* Problem *
From the line that includes "pub mod request_id;" to the closing line of the data, please transcribe every line exactly and add nothing.

━━━━━ Provided information ━━━━━

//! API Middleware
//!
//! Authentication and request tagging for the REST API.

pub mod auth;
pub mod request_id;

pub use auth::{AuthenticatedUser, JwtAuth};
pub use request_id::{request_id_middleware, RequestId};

━━━━━

* Answer box *
pub mod request_id;

pub use auth::{AuthenticatedUser, JwtAuth};
pub use request_id::{request_id_middleware, RequestId};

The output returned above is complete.